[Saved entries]
※ ※ ※
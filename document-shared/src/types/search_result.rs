//! Search result types.
//!
//! This module defines the query-time projection returned from searches.
//! Results are never persisted.

use chrono::{DateTime, Utc};
use serde::{Deserialize, Serialize};
use uuid::Uuid;

/// A single search result item.
///
/// Contains the document metadata along with a tag-free snippet and the
/// relevance score from the search engine.
#[derive(Debug, Clone, Serialize, Deserialize, PartialEq)]
#[serde(rename_all = "camelCase")]
pub struct SearchResult {
    /// The document identifier, or `None` when the index key was malformed.
    pub id: Option<Uuid>,

    /// Original filename of the document.
    pub filename: String,

    /// MIME type of the document.
    pub content_type: String,

    /// Upload timestamp, if the index entry carries one.
    #[serde(skip_serializing_if = "Option::is_none")]
    pub uploaded_at: Option<DateTime<Utc>>,

    /// Short excerpt of the matched content, free of HTML tags.
    pub snippet: String,

    /// Relevance score from the search engine.
    /// Higher scores indicate better matches.
    pub score: f64,
}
※ ※ ※
▶ What the exercise asks:
Give a single number: the count of lines above that include the word "engine".

▶ Response:
2